To do
For the entries below, the result should be an exact transcription of the lines from the one with "let verdict = evaluation.run().await;" up to and including the one with "#[derive(Default)]", and only those.

Extracted material
//! Programmatic-navigation adapter.
//!
//! Host frameworks expose their router as an object with `push`, `replace`
//! and `refresh`. [`GuardedRouter`] wraps any [`Router`] and implements the
//! same trait, so application code keeps calling `push` while every call is
//! gated by the evaluation protocol first.
//!
//! # Example
//!
//! ```
//! use navigation_guard::{GuardedRouter, MemoryHistory, MemoryRouter, Router, NavigateOptions};
//! use navigation_guard::{GuardDefinition, GuardRegistry};
//! use futures::executor::LocalPool;
//! use std::rc::Rc;
//!
//! let history = MemoryHistory::new("/");
//! let inner = Rc::new(MemoryRouter::new(history.clone()));
//! let registry = GuardRegistry::shared();
//! let pool = LocalPool::new();
//!
//! let router = GuardedRouter::new(inner.clone(), Rc::downgrade(&registry), Rc::new(pool.spawner()))
//!     .with_location(inner.clone());
//!
//! let id = registry.borrow_mut().allocate_id();
//! registry
//!     .borrow_mut()
//!     .register(id, GuardDefinition::new(|_| true, |_| false.into()));
//!
//! router.push("/settings", NavigateOptions::default());
//! assert_eq!(history.current_url(), "/");
//! ```

use crate::attempt::{NavigationAttempt, NavigationType, Verdict};
use crate::executor::{run_or_spawn, Executor};
use crate::protocol::Evaluation;
use crate::registry::{snapshot_weak, WeakRegistry};
use crate::debug_log;
use std::future::Future;
use std::rc::Rc;

// ============================================================================
// Collaborator traits
// ============================================================================

/// Extra arguments forwarded untouched to the wrapped router.
#[derive(Debug, Clone, Copy, PartialEq, Eq)]
pub struct NavigateOptions {
    /// Scroll to the top after navigating.
    pub scroll: bool,
}

impl NavigateOptions {
    /// Keep the current scroll position.
    pub const fn without_scroll() -> Self {
        Self { scroll: false }
    }
}

impl Default for NavigateOptions {
    fn default() -> Self {
        Self { scroll: true }
    }
}

/// The capability the adapter needs from a host router.
pub trait Router {
    /// Navigate to `href`, adding a history entry.
    fn push(&self, href: &str, options: NavigateOptions);

    /// Navigate to `href`, replacing the current history entry.
    fn replace(&self, href: &str, options: NavigateOptions);

    /// Re-render the current location.
    fn refresh(&self);
}

/// The document location: read the current URL, or leave it without a router.
pub trait Location {
    /// Current URL.
    fn href(&self) -> String;

    /// Navigate to `url`, adding a history entry.
    fn assign(&self, url: &str);

    /// Navigate to `url`, replacing the current history entry.
    fn replace(&self, url: &str);
}

// ============================================================================
// RouterCall
// ============================================================================

/// A router method call captured for later delegation.
#[derive(Debug, Clone, PartialEq, Eq)]
pub enum RouterCall {
    /// `push(href, options)`
    Push(String, NavigateOptions),
    /// `replace(href, options)`
    Replace(String, NavigateOptions),
    /// `refresh()`
    Refresh,
}

impl RouterCall {
    /// Navigation type of the call.
    pub fn kind(&self) -> NavigationType {
        match self {
            Self::Push(..) => NavigationType::Push,
            Self::Replace(..) => NavigationType::Replace,
            Self::Refresh => NavigationType::Refresh,
        }
    }

    /// Invoke the original method on `router` with the original arguments.
    pub fn apply<R: Router + ?Sized>(&self, router: &R) {
        match self {
            Self::Push(href, options) => router.push(href, *options),
            Self::Replace(href, options) => router.replace(href, *options),
            Self::Refresh => router.refresh(),
        }
    }
}

// ============================================================================
// GuardedRouter
// ============================================================================

/// A [`Router`] whose calls run the guard protocol before delegating.
///
/// Denied calls are no-ops. The adapter does not forward the wrapped router's
/// return values; use [`navigate`](Self::navigate) to await the verdict.
pub struct GuardedRouter<R: ?Sized> {
    inner: Rc<R>,
    registry: WeakRegistry,
    location: Option<Rc<dyn Location>>,
    executor: Rc<dyn Executor>,
}

impl<R: Router + ?Sized + 'static> GuardedRouter<R> {
    /// Wrap `inner`, consulting the guards of `registry`.
    ///
    /// Once the registry is dropped the router passes every call through.
    pub fn new(inner: Rc<R>, registry: WeakRegistry, executor: Rc<dyn Executor>) -> Self {
        Self {
            inner,
            registry,
            location: None,
            executor,
        }
    }

    /// Use `location` to resolve the destination of `refresh`.
    #[must_use]
    pub fn with_location(mut self, location: Rc<dyn Location>) -> Self {
        self.location = Some(location);
        self
    }

    /// The wrapped router, bypassing the guards.
    pub fn inner(&self) -> &Rc<R> {
        &self.inner
    }

    /// Evaluate `call` and delegate it on approval, resolving to the verdict.
    ///
    /// Guards are filtered when this is called, not when the future is first
    /// polled.
    pub fn navigate(&self, call: RouterCall) -> impl Future<Output = Verdict> + 'static {
        let destination = match &call {
            RouterCall::Push(href, _) | RouterCall::Replace(href, _) => href.clone(),
            RouterCall::Refresh => self.current_href(),
        };
        debug_log!("Router {} called with '{}'", call.kind(), destination);

        let attempt = NavigationAttempt::new(destination, call.kind());
        let evaluation = Evaluation::new(&snapshot_weak(&self.registry), attempt);
        let inner = Rc::clone(&self.inner);

        async move {
            let verdict = evaluation.run().await;
            if verdict.is_allow() {
                call.apply(&*inner);
            }
            verdict
        }
    }

    fn current_href(&self) -> String {
        self.location
            .as_ref()
            .map(|location| location.href())
            .unwrap_or_default()
    }

    fn dispatch(&self, call: RouterCall) {
        let navigation = self.navigate(call);
        run_or_spawn(self.executor.as_ref(), async move {
            navigation.await;
        });
    }
}

impl<R: Router + ?Sized + 'static> Router for GuardedRouter<R> {
    fn push(&self, href: &str, options: NavigateOptions) {
        self.dispatch(RouterCall::Push(href.to_string(), options));
    }

    fn replace(&self, href: &str, options: NavigateOptions) {
        self.dispatch(RouterCall::Replace(href.to_string(), options));
    }

    fn refresh(&self) {
        self.dispatch(RouterCall::Refresh);
    }
}

impl<R: ?Sized> Clone for GuardedRouter<R> {
    fn clone(&self) -> Self {
        Self {
            inner: Rc::clone(&self.inner),
            registry: self.registry.clone(),
            location: self.location.clone(),
            executor: Rc::clone(&self.executor),
        }
    }
}

#[cfg(test)]
mod tests {
    use super::*;
    use crate::confirm::{Confirmation, ConfirmationSlot};
    use crate::registry::{GuardDefinition, GuardRegistry, SharedRegistry};
    use futures::executor::LocalPool;
    use std::cell::RefCell;

    #[derive(Default)]
    struct RecordingRouter {
        calls: RefCell<Vec<String>>,
    }

    impl Router for RecordingRouter {
        fn push(&self, href: &str, options: NavigateOptions) {
            self.calls
                .borrow_mut()
                .push(format!("push:{}:{}", href, options.scroll));
        }

        fn replace(&self, href: &str, _options: NavigateOptions) {
            self.calls.borrow_mut().push(format!("replace:{}", href));
        }

        fn refresh(&self) {
            self.calls.borrow_mut().push("refresh".to_string());
        }
    }

    struct FixedLocation(&'static str);

    impl Location for FixedLocation {
        fn href(&self) -> String {
            self.0.to_string()
        }

        fn assign(&self, _url: &str) {}

        fn replace(&self, _url: &str) {}
    }

    fn setup() -> (
        Rc<RecordingRouter>,
        SharedRegistry,
        LocalPool,
        GuardedRouter<RecordingRouter>,
    ) {
        let inner = Rc::new(RecordingRouter::default());
        let registry = GuardRegistry::shared();
        let pool = LocalPool::new();
        let router = GuardedRouter::new(
            inner.clone(),
            Rc::downgrade(&registry),
            Rc::new(pool.spawner()),
        )
        .with_location(Rc::new(FixedLocation("/current")));
        (inner, registry, pool, router)
    }

    fn add_guard(registry: &SharedRegistry, definition: GuardDefinition) {
        let id = registry.borrow_mut().allocate_id();
        registry.borrow_mut().register(id, definition);
    }

    #[test]
    fn test_unguarded_push_delegates_with_original_arguments() {
        let (inner, _registry, _pool, router) = setup();
        router.push("/a", NavigateOptions::without_scroll());
        router.replace("/b", NavigateOptions::default());
        router.refresh();
        assert_eq!(
            *inner.calls.borrow(),
            vec!["push:/a:false", "replace:/b", "refresh"]
        );
    }

    #[test]
    fn test_denied_push_is_noop() {
        let (inner, registry, _pool, router) = setup();
        add_guard(&registry, GuardDefinition::new(|_| true, |_| false.into()));

        router.push("/x", NavigateOptions::default());
        assert!(inner.calls.borrow().is_empty());
    }

    #[test]
    fn test_refresh_attempt_targets_current_location() {
        let (inner, registry, _pool, router) = setup();
        let seen = Rc::new(RefCell::new(None));
        let record = seen.clone();
        add_guard(
            &registry,
            GuardDefinition::new(|_| true, move |attempt| {
                *record.borrow_mut() = Some(attempt.clone());
                true.into()
            }),
        );

        router.refresh();
        assert_eq!(
            *seen.borrow(),
            Some(NavigationAttempt::new("/current", NavigationType::Refresh))
        );
        assert_eq!(*inner.calls.borrow(), vec!["refresh"]);
    }

    #[test]
    fn test_deferred_push_completes_on_executor() {
        let (inner, registry, mut pool, router) = setup();
        let slot = ConfirmationSlot::new();
        let pending = slot.clone();
        add_guard(
            &registry,
            GuardDefinition::new(|_| true, move |_| match pending.begin() {
                Ok(future) => Confirmation::Deferred(future),
                Err(error) => Confirmation::Failed(error),
            }),
        );

        router.push("/x", NavigateOptions::default());
        pool.run_until_stalled();
        assert!(slot.is_awaiting());
        assert!(inner.calls.borrow().is_empty());

        slot.accept();
        pool.run_until_stalled();
        assert_eq!(*inner.calls.borrow(), vec!["push:/x:true"]);
    }

    #[test]
    fn test_navigate_resolves_to_verdict() {
        let (inner, registry, _pool, router) = setup();
        add_guard(
            &registry,
            GuardDefinition::new(|a| a.kind == NavigationType::Replace, |_| false.into()),
        );

        let verdict = pollster::block_on(
            router.navigate(RouterCall::Replace("/r".into(), NavigateOptions::default())),
        );
        assert!(verdict.is_deny());
        let verdict = pollster::block_on(
            router.navigate(RouterCall::Push("/p".into(), NavigateOptions::default())),
        );
        assert!(verdict.is_allow());
        assert_eq!(*inner.calls.borrow(), vec!["push:/p:true"]);
    }

    #[test]
    fn test_dropped_registry_passes_through() {
        let (inner, registry, _pool, router) = setup();
        add_guard(&registry, GuardDefinition::new(|_| true, |_| false.into()));
        drop(registry);

        router.push("/x", NavigateOptions::default());
        assert_eq!(*inner.calls.borrow(), vec!["push:/x:true"]);
    }
}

Reply to the exercise
            let verdict = evaluation.run().await;
            if verdict.is_allow() {
                call.apply(&*inner);
            }
            verdict
        }
    }

    fn current_href(&self) -> String {
        self.location
            .as_ref()
            .map(|location| location.href())
            .unwrap_or_default()
    }

    fn dispatch(&self, call: RouterCall) {
        let navigation = self.navigate(call);
        run_or_spawn(self.executor.as_ref(), async move {
            navigation.await;
        });
    }
}

impl<R: Router + ?Sized + 'static> Router for GuardedRouter<R> {
    fn push(&self, href: &str, options: NavigateOptions) {
        self.dispatch(RouterCall::Push(href.to_string(), options));
    }

    fn replace(&self, href: &str, options: NavigateOptions) {
        self.dispatch(RouterCall::Replace(href.to_string(), options));
    }

    fn refresh(&self) {
        self.dispatch(RouterCall::Refresh);
    }
}

impl<R: ?Sized> Clone for GuardedRouter<R> {
    fn clone(&self) -> Self {
        Self {
            inner: Rc::clone(&self.inner),
            registry: self.registry.clone(),
            location: self.location.clone(),
            executor: Rc::clone(&self.executor),
        }
    }
}

#[cfg(test)]
mod tests {
    use super::*;
    use crate::confirm::{Confirmation, ConfirmationSlot};
    use crate::registry::{GuardDefinition, GuardRegistry, SharedRegistry};
    use futures::executor::LocalPool;
    use std::cell::RefCell;

    #[derive(Default)]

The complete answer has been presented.